Le Nu mis en pièces" par Gaëla Le Grand
Les pièces vont s'agencer, pour reconstituer, peut-être, le corps unique,
primordial, d'avant la décomposition, d'avant la dissection, d'avant la
dissociation. Ou résister à l'agencement. Optons pour la première attitude.
L'œuvre n'est possible, le sentiment esthétique perceptible (à moins qu'il
y soit question de métaphysique...) que par et dans la série : série visuelle
de morceaux de corps, pris dans la masse indistincte et informelle de
la totalité des corps. Mais nulle question ici de " planches anatomiques
", le corps, en sa partie choisie, est apprêté, décoré, pour un rituel
qui consacre le moment postorgasmique, d'après la consommation. Magie
de l'œil, qui se plaît à réinventer ces corps faits-pour-plaire, à la
lueur d'un désir brutal. Que se passe-t-il au terme de cette alchimie
? On chercherait en vain à cartographier la vie fantasmatique du peintre,
car le foisonnement de son imaginaire déjà nous déroute. Le Nu est dépassé,
subsumé ; il ne s'agit plus pour Bogdan Korczowski de dévoiler une ligne
de fuite du regard qui s'exercerait à découvrir un corps, à dénuder, à
faire apparaître, mais il est plutôt question d'une collision, de fragments
de vie, de discours, de réels. Nous sommes dans l'anticatastrophe, ou
la catastrophe à rebours, s'il est vrai que ce mouvement est celui qui
consiste à donner à voir. Car ce qui doit être vu a déjà été vu : présence
de figures connues, de personnages, d'héritages, de traces, d'inspirations,
la peinture, la couche de peinture, que le peintre court-circuite pour
lui adjoindre une autre forme, morceau de corps. Là où dans d'autres séries,
l'érotisme, la chute sont de miroirs, clin d'œil au grand inspirateur,
au mage décadent polonais, Witkiewicz. Erotisme, imaginaire, folie. Ou
la monstration du désir dit autre chose que le désir, et nimbe d'un voile
obscur le geste de l'artiste. Après avoir joui de l'objet, on le détruit
: c'est l'équation de cette série de tableaux. Collage de formes également,
entre peinture et photographie, pour créer un nouveau support, l'instantané
du cliché photographique faisant irruption dans l'éternité de la peinture
conçue comme peau de l'œuvre. Blasphème, provocation, ce qui est l'équivoque
de l'art, son indétermination, son scandale, entre mémoire intime de l'artiste
et mémoire universelle de la différenciation. Là où les corps sont mis
en pièces, les regards le sont également : la série vue dans sa totalité
(l'installation fonctionnant comme une somme de séries d'inspirations
diverses, de corps divers), à partir d'une certaine distance, occulte
la signification même de chaque pièce : la pièce de corps rapportée, corps
étrange, corps en excès, de la réalité, corps en défaut, de la peinture.

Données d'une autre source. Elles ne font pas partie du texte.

//! Harness configuration
//!
//! Defaults come from the environment (`VENOM_HARNESS_*`), can be loaded
//! from a JSON file, and are finally overridden by CLI flags.

use std::path::{Path, PathBuf};

use serde::{Deserialize, Serialize};
use venom_engine::{DockerConfig, GitRef, Platform, SourceReference};

use crate::error::{HarnessError, Result};

pub const DEFAULT_SOURCE_URL: &str = "https://github.com/ovh/venom";
pub const DEFAULT_BUILDER_IMAGE_PREFIX: &str = "golang";
pub const DEFAULT_RUNTIME_BASE_IMAGE: &str = "alpine:latest";
pub const DEFAULT_IMAGE_REPOSITORY: &str = "venom-harness/venom";

/// Harness configuration
#[derive(Debug, Clone, Serialize, Deserialize, PartialEq)]
#[serde(default)]
pub struct HarnessConfig {
    /// Repository holding the Venom sources
    pub source_url: String,
    /// Branch, `tags/<tag>`, or empty for remote HEAD
    pub source_ref: String,
    /// Builder image name; the toolchain version becomes its tag
    pub builder_image_prefix: String,
    /// Minimal image the binary is installed into
    pub runtime_base_image: String,
    /// Repository part of the produced image tag
    pub image_repository: String,
    /// Host directory for clones, run workspaces and image contexts
    pub scratch_dir: PathBuf,
    pub docker_bin: String,
    pub git_bin: String,
    /// Target platform; Linux on the host architecture when unset
    pub platform: Option<Platform>,
    /// Value of `VENOM_VERBOSE` in the test container
    pub verbose: u8,
    /// Pass `--html-report` to the tool
    pub html_report: bool,
    /// Wall-clock limit on a test run in seconds (0 = none)
    pub timeout_secs: u64,
}

impl Default for HarnessConfig {
    fn default() -> Self {
        let env = |key: &str| std::env::var(key).ok().filter(|v| !v.trim().is_empty());
        HarnessConfig {
            source_url: env("VENOM_HARNESS_SOURCE_URL")
                .unwrap_or_else(|| DEFAULT_SOURCE_URL.to_string()),
            source_ref: env("VENOM_HARNESS_SOURCE_REF").unwrap_or_default(),
            builder_image_prefix: DEFAULT_BUILDER_IMAGE_PREFIX.to_string(),
            runtime_base_image: DEFAULT_RUNTIME_BASE_IMAGE.to_string(),
            image_repository: DEFAULT_IMAGE_REPOSITORY.to_string(),
            scratch_dir: env("VENOM_HARNESS_SCRATCH_DIR")
                .map(PathBuf::from)
                .unwrap_or_else(|| std::env::temp_dir().join("venom-harness")),
            docker_bin: env("VENOM_HARNESS_DOCKER").unwrap_or_else(|| "docker".to_string()),
            git_bin: "git".to_string(),
            platform: None,
            verbose: 1,
            html_report: true,
            timeout_secs: 0,
        }
    }
}

impl HarnessConfig {
    /// Create a new config from environment variables
    pub fn from_env() -> Self {
        Self::default()
    }

    /// Load a JSON config file. Missing keys fall back to [`Default`].
    pub fn from_file(path: &Path) -> Result<Self> {
        let raw = std::fs::read_to_string(path)
            .map_err(|e| HarnessError::Config(format!("cannot read {:?}: {}", path, e)))?;
        let config: HarnessConfig = serde_json::from_str(&raw)
            .map_err(|e| HarnessError::Config(format!("cannot parse {:?}: {}", path, e)))?;
        config.validate()?;
        Ok(config)
    }

    /// Use a different source repository
    pub fn with_source(mut self, url: &str, git_ref: &str) -> Self {
        self.source_url = url.to_string();
        self.source_ref = git_ref.to_string();
        self
    }

    pub fn with_scratch_dir(mut self, dir: impl Into<PathBuf>) -> Self {
        self.scratch_dir = dir.into();
        self
    }

    pub fn with_platform(mut self, platform: Platform) -> Self {
        self.platform = Some(platform);
        self
    }

    pub fn validate(&self) -> Result<()> {
        let required = [
            ("source_url", &self.source_url),
            ("builder_image_prefix", &self.builder_image_prefix),
            ("runtime_base_image", &self.runtime_base_image),
            ("image_repository", &self.image_repository),
            ("docker_bin", &self.docker_bin),
            ("git_bin", &self.git_bin),
        ];
        for (name, value) in required {
            if value.trim().is_empty() {
                return Err(HarnessError::Config(format!("{} must not be empty", name)));
            }
        }
        if self.image_repository.contains(':') {
            return Err(HarnessError::Config(
                "image_repository must not carry a tag".to_string(),
            ));
        }
        if let Some(platform) = &self.platform {
            if platform.os.is_empty() || platform.arch.is_empty() {
                return Err(HarnessError::Config(
                    "platform os and arch must both be set".to_string(),
                ));
            }
        }
        Ok(())
    }

    pub fn source_reference(&self) -> SourceReference {
        SourceReference::head(&self.source_url).with_ref(GitRef::parse(&self.source_ref))
    }

    /// Configured platform, or Linux on the host architecture. The binary
    /// runs inside containers, never on the host itself.
    pub fn target_platform(&self) -> Platform {
        self.platform.clone().unwrap_or_else(Platform::container_host)
    }

    pub fn docker_config(&self) -> DockerConfig {
        DockerConfig {
            docker_bin: self.docker_bin.clone(),
            git_bin: self.git_bin.clone(),
            scratch_root: self.scratch_dir.clone(),
            ..DockerConfig::default()
        }
    }
}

Le peintre crie alors : pas assez de corps. A celui qui s'approche de
chaque tableau, laissant de côté l'univers sériel d'une peinture incarnée,
la disposition murale, qui accommode son regard à l'unité de la pièce,
c'est le morceau de nudité qui apparaît, envahissant tout l'espace pictural.
Destruction du regard de spectateur. Distorsion du regard, écartelé lui
aussi , comme le corps de la femme. N'est-ce pas pourtant la distance
qui implique la subjectivité de l'être-vu ? On peut hésiter. De loin,
je reconnais l'artiste comme sujet de son œuvre ; de près, j'ai du mal
à reconnaître quoi que ce soit : les codes sont brouillés, les identités
démultipliées, tronquées, usurpées : est-ce le corps morcelé de la femme
qui se joue de notre furie-à-voir , de l'embrasement de notre œil, ou
celui de l'orchestrateur de cette danse étrange ? Les pièces alors peuvent
s'animer sous un regard scrutateur et inquisiteur, pour célébrer le chant
du peintre, sur l'autel de la mémoire retrouvée à l'infini. C'est belle
et bien une danse, un chant haut et lointain : la peau est lisse, le corps
tendu à l'excès, pas de plis, pas de contours qui ne soient laissés au
hasard du regard . Et pourtant, c'est toujours la même oscillation entre
occultation et monstration, dissimulation et apparition. Dislocation du
Nu : il n'est plus question du corps de la femme, support de la contemplation
et du ravissement, il est question de la femme en tant qu'elle est mise
en pièces, disséquée, dans la pluralité de ses apparaître successifs,
de ses habits, de ses appâts, de ses moments, de ses humeurs même, de
ses apprêts. Erotisme à rebours : la femme reconstituée, à la faveur de
ces clichés de courbes dispersées, est le corps féminin tout entier, ou
la vacuité de chaque corps, son absence, son manque-à-être. Percée dans
l'existence du corps où le faire-corps se situe entre le rêve, la jouissance
et la mort. Pas de visages, pas d'yeux, l'idôle se substitue à l'icône.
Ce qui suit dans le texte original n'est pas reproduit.